Every Man in His Humour
Title | Every Man in His Humour PDF eBook |
Author | Ben Jonson |
Publisher | |
Pages | 106 |
Release | 1822 |
Genre | |
ISBN |
American Moor
Title | American Moor PDF eBook |
Author | Keith Hamilton Cobb |
Publisher | Bloomsbury Publishing |
Pages | 66 |
Release | 2020-03-19 |
Genre | Performing Arts |
ISBN | 135016531X |
The intelligent, intuitive, indomitable, large, black, American male actor explores Shakespeare, race, and America ... not necessarily in that order. Keith Hamilton Cobb embarks on a poetic exploration that examines the experience and perspective of black men in America through the metaphor of Shakespeare's character Othello, offering up a host of insights that are by turns introspective and indicting, difficult and deeply moving. American Moor is a play about race in America, but it is also a play about who gets to make art, who gets to play Shakespeare, about whose lives and perspectives matter, about actors and acting, and about the nature of unadulterated love. American Moor has been seen across America, including a successful run off-Broadway in 2019. This edition features an introduction by Professor Kim F. Hall, Barnard College.

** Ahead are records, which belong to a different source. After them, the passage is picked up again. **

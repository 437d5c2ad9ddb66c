//! Turning a match and its statistics into the message that gets delivered.

use chrono::{DateTime, Utc};
use std::str::FromStr;

use crate::extractor::{MatchStats, MatchSummary};

/// Combined corners at or above this are a high-corner game.
pub const HIGH_CORNERS: u32 = 10;
/// Combined corners at or above this (and below `HIGH_CORNERS`) are moderate.
pub const MODERATE_CORNERS: u32 = 6;

/// Coarse corner bucket used to frame the report.
#[derive(Debug, Clone, Copy, PartialEq, Eq)]
pub enum Trend {
    Low,
    Moderate,
    High,
}

impl Trend {
    /// Missing counts are treated as zero.
    pub fn from_corners(home: Option<u32>, away: Option<u32>) -> (Self, u32) {
        let total = home.unwrap_or(0).saturating_add(away.unwrap_or(0));
        let trend = if total >= HIGH_CORNERS {
            Self::High
        } else if total >= MODERATE_CORNERS {
            Self::Moderate
        } else {
            Self::Low
        };
        (trend, total)
    }

    pub fn as_str(self) -> &'static str {
        match self {
            Self::Low => "low",
            Self::Moderate => "moderate",
            Self::High => "high",
        }
    }
}

/// Language the report is written in.
#[derive(Debug, Clone, Copy, Default, PartialEq, Eq)]
pub enum ReportLanguage {
    #[default]
    Portuguese,
    English,
}

impl FromStr for ReportLanguage {
    type Err = String;

    fn from_str(s: &str) -> Result<Self, Self::Err> {
        match s.to_ascii_lowercase().as_str() {
            "pt" | "pt-br" | "portuguese" => Ok(Self::Portuguese),
            "en" | "english" => Ok(Self::English),
            other => Err(format!("unsupported report language '{other}'")),
        }
    }
}

struct Labels {
    score: &'static str,
    stats_header: &'static str,
    corners: &'static str,
    yellow: &'static str,
    shots: &'static str,
    home: &'static str,
    away: &'static str,
    unavailable: &'static str,
    trend: &'static str,
    trend_total: &'static str,
    updated: &'static str,
    disclaimer: &'static str,
    low: &'static str,
    moderate: &'static str,
    high: &'static str,
}

const PT: Labels = Labels {
    score: "Placar",
    stats_header: "Estatísticas (quando disponíveis)",
    corners: "Escanteios",
    yellow: "Cartões amarelos",
    shots: "Finalizações",
    home: "Casa",
    away: "Fora",
    unavailable: "N/D",
    trend: "Tendência de escanteios",
    trend_total: "total atual",
    updated: "Atualizado",
    disclaimer: "Este é um relatório analítico para estudo — não é recomendação de aposta.",
    low: "baixa",
    moderate: "moderada",
    high: "alta",
};

const EN: Labels = Labels {
    score: "Score",
    stats_header: "Statistics (when available)",
    corners: "Corners",
    yellow: "Yellow cards",
    shots: "Shots",
    home: "Home",
    away: "Away",
    unavailable: "n/a",
    trend: "Corner trend",
    trend_total: "current total",
    updated: "Updated",
    disclaimer: "This is an analytical report for study purposes — not betting advice.",
    low: "low",
    moderate: "moderate",
    high: "high",
};

impl ReportLanguage {
    fn labels(self) -> &'static Labels {
        match self {
            Self::Portuguese => &PT,
            Self::English => &EN,
        }
    }
}

/// A composed, ready to send message.
#[derive(Debug, Clone, PartialEq, Eq)]
pub struct Report {
    pub text: String,
    pub trend: Trend,
    pub total_corners: u32,
    pub generated_at: DateTime<Utc>,
}

impl Report {
    /// Compose with the current time as the generation stamp.
    pub fn now(summary: &MatchSummary, stats: &MatchStats, language: ReportLanguage) -> Self {
        compose(summary, stats, Utc::now(), language)
    }
}

/// Render the report as Telegram HTML. The same inputs always give the same
/// text; `generated_at` is the only moving part.
pub fn compose(
    summary: &MatchSummary,
    stats: &MatchStats,
    generated_at: DateTime<Utc>,
    language: ReportLanguage,
) -> Report {
    let l = language.labels();
    let (trend, total_corners) = Trend::from_corners(stats.corners_home, stats.corners_away);
    let value = |v: Option<u32>| v.map_or_else(|| l.unavailable.to_string(), |n| n.to_string());
    let trend_label = match trend {
        Trend::Low => l.low,
        Trend::Moderate => l.moderate,
        Trend::High => l.high,
    };

    let mut lines = vec![format!(
        "⚽ <b>{} x {}</b>",
        escape_html(&summary.home),
        escape_html(&summary.away)
    )];
    if !summary.status.is_empty() {
        lines.push(format!("⏱️ <i>{}</i>", escape_html(&summary.status)));
    }
    if !summary.score.is_empty() {
        lines.push(format!("🟢 {}: {}", l.score, escape_html(&summary.score)));
    }

    lines.push(String::new());
    lines.push(format!("📊 <b>{}</b>:", l.stats_header));
    for (label, home, away) in [
        (l.corners, stats.corners_home, stats.corners_away),
        (l.yellow, stats.yellow_home, stats.yellow_away),
        (l.shots, stats.shots_home, stats.shots_away),
    ] {
        lines.push(format!(
            "• {label} — {}: {} | {}: {}",
            l.home,
            value(home),
            l.away,
            value(away)
        ));
    }

    lines.push(String::new());
    lines.push(format!(
        "🔎 {}: <b>{trend_label}</b> ({}: {total_corners})",
        l.trend, l.trend_total
    ));
    lines.push(String::new());
    lines.push(format!(
        "🔁 {}: {}",
        l.updated,
        generated_at.format("%Y-%m-%d %H:%M UTC")
    ));
    lines.push(String::new());
    lines.push("---".to_string());
    lines.push(format!("ℹ️ {}", l.disclaimer));
    let text = lines.join("\n");

    Report {
        text,
        trend,
        total_corners,
        generated_at,
    }
}

/// Escape the three characters Telegram's HTML parse mode rejects.
pub fn escape_html(raw: &str) -> String {
    let mut out = String::with_capacity(raw.len());
    for c in raw.chars() {
        match c {
            '&' => out.push_str("&amp;"),
            '<' => out.push_str("&lt;"),
            '>' => out.push_str("&gt;"),
            c => out.push(c),
        }
    }
    out
}
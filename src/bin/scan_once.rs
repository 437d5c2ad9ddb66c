use std::{sync::Arc, time::Duration};

use anyhow::Result;
use matchscout::{
    config::Config,
    delivery::StdoutDeliverer,
    dispatcher::{DispatchConfig, Dispatcher},
    fetcher::HttpFetcher,
};

/// Runs a single scan against the live sources and prints the reports
/// instead of sending them.
#[tokio::main]
async fn main() -> Result<()> {
    tracing_subscriber::fmt()
        .with_env_filter(
            tracing_subscriber::EnvFilter::try_from_default_env()
                .unwrap_or_else(|_| tracing_subscriber::EnvFilter::new("info")),
        )
        .with_writer(std::io::stderr)
        .init();

    let config = Config::from_env()?;
    let fetcher = Arc::new(HttpFetcher::new(
        config.user_agent(),
        config.fetch_timeout(),
    )?);

    let dispatch_config = DispatchConfig {
        throttle: Duration::ZERO,
        ..DispatchConfig::from(&config)
    };
    let dispatcher = Dispatcher::new(dispatch_config, fetcher, Arc::new(StdoutDeliverer));

    eprintln!(
        "Scanning {} source(s), up to {} match(es) each",
        dispatcher.config().sources.len(),
        dispatcher.config().max_matches_per_source
    );
    let summary = dispatcher.run_cycle().await;
    eprintln!(
        "{} source(s), {} match(es) found, {} report(s) printed",
        summary.sources_scanned, summary.matches_found, summary.reports_delivered
    );
    Ok(())
}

The Knight of the Burning Pestle
Title | The Knight of the Burning Pestle PDF eBook |
Author | Francis Beaumont |
Publisher | Broadview Press |
Pages | 230 |
Release | 2022-09-20 |
Genre | Drama |
ISBN | 1770488707 |
This volume presents a fresh new edition of the most important play by one of Shakespeare’s most creative contemporaries. Francis Beaumont’s The Knight of the Burning Pestle is a free-wheeling, satirical romp through the world of early modern theatre. Hilarious, outrageous, and unpredictable, Beaumont’s comedy confounded its first audiences, but has since been recognized as a rare comedic gem from the golden age of English playmaking.